MATERIAL PROVIDED »
___

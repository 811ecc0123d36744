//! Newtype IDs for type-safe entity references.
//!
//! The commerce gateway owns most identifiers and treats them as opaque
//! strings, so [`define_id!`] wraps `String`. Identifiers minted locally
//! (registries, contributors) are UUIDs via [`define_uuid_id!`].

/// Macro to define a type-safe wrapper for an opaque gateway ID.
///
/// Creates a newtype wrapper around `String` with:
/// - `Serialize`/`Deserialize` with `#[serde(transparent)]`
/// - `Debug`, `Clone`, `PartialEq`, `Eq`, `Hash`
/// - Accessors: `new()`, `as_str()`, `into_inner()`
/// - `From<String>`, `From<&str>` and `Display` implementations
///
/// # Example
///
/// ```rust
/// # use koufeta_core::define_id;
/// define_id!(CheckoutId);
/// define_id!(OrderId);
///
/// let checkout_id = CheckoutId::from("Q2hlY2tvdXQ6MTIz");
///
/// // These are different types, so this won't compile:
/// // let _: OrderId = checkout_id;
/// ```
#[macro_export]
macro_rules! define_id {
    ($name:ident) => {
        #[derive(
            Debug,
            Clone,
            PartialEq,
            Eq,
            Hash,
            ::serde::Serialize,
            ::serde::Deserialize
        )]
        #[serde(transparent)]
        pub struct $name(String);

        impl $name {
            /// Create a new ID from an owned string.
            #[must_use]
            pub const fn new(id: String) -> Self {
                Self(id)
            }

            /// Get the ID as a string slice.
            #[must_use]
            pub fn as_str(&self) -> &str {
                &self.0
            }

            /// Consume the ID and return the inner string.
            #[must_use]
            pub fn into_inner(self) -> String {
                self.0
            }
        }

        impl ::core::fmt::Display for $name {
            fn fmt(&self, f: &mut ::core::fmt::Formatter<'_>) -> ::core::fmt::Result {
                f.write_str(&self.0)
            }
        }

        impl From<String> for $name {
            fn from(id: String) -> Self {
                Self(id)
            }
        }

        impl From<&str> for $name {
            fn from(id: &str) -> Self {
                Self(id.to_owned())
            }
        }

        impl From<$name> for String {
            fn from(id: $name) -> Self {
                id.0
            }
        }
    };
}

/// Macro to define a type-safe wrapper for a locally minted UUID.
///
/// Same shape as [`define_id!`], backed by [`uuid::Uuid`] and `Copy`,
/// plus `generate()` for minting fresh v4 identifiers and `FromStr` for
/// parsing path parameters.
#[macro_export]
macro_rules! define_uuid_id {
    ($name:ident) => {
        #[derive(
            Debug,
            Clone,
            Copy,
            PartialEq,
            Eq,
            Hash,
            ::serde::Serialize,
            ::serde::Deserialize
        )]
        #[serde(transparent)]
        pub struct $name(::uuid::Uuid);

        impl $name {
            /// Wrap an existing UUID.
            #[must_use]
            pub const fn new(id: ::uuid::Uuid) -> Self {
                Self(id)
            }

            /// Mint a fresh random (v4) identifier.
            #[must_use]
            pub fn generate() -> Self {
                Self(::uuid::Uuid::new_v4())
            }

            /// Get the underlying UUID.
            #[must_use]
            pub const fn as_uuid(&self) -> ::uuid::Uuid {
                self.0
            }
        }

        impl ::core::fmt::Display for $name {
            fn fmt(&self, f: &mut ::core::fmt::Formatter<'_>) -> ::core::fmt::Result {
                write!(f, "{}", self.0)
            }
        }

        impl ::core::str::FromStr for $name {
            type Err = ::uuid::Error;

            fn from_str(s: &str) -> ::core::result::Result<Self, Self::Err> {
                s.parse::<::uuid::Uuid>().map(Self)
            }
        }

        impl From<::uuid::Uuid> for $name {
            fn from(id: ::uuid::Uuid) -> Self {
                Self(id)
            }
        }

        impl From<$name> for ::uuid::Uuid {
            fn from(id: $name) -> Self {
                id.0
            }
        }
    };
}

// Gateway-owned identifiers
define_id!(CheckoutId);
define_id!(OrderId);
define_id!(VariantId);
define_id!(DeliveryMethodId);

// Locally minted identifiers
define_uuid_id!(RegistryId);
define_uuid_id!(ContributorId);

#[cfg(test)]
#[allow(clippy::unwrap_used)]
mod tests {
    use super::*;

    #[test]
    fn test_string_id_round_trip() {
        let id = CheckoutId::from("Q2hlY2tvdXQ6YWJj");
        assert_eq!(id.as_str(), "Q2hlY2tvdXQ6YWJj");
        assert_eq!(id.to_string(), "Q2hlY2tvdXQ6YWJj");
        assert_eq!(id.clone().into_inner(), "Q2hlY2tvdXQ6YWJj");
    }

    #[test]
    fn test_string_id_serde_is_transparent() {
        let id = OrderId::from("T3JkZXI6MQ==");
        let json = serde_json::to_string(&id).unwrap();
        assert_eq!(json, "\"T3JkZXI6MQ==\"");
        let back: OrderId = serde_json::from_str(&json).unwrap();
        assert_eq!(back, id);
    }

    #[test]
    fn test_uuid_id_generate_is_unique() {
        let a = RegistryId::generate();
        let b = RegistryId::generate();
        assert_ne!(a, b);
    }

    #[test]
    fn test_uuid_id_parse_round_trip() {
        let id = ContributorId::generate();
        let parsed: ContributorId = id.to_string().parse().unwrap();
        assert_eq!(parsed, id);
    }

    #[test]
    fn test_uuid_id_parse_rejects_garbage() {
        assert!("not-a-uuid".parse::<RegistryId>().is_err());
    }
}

___

WHAT THIS TASK INVOLVES » Write out word for word every line from the one containing "let parsed: ContributorId" through the last line of the data, and no other line.

TASK SOLUTION »
        let parsed: ContributorId = id.to_string().parse().unwrap();
        assert_eq!(parsed, id);
    }

    #[test]
    fn test_uuid_id_parse_rejects_garbage() {
        assert!("not-a-uuid".parse::<RegistryId>().is_err());
    }
}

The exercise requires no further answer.